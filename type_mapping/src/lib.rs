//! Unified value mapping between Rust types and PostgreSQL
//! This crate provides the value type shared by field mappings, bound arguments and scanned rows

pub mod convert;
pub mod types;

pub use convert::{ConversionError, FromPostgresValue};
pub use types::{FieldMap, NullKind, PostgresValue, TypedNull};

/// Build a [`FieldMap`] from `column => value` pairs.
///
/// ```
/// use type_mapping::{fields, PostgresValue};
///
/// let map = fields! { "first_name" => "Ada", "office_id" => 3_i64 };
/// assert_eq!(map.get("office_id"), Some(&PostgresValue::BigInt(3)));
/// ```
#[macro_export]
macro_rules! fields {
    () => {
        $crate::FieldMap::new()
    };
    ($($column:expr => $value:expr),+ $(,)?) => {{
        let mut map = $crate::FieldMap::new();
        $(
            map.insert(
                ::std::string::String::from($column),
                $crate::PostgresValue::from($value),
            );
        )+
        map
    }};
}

------------------------------

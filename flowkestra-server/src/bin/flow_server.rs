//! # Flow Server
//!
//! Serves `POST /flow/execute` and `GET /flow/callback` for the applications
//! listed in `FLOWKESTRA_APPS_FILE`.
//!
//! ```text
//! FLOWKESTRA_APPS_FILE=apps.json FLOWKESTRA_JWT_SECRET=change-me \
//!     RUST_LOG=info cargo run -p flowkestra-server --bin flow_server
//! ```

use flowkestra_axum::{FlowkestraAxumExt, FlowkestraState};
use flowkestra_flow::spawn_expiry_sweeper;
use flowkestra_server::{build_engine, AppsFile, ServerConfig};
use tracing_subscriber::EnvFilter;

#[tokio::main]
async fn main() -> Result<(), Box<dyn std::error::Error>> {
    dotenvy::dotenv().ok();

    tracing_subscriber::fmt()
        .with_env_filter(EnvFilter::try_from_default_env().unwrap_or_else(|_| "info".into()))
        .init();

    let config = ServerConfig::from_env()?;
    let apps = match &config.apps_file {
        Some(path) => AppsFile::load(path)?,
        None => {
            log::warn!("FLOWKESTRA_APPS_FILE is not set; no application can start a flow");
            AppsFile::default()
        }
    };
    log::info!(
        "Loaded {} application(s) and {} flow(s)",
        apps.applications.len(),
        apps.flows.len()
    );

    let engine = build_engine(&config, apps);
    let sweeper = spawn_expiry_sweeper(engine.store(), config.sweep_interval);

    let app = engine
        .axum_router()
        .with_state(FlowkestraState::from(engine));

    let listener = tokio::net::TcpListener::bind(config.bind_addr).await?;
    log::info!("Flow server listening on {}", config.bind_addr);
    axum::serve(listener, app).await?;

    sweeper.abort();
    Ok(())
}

------------------------------

- [Required work]: A single figure, please: the number of lines in the data that hold the string "fields".

- [Exercise answer]: 3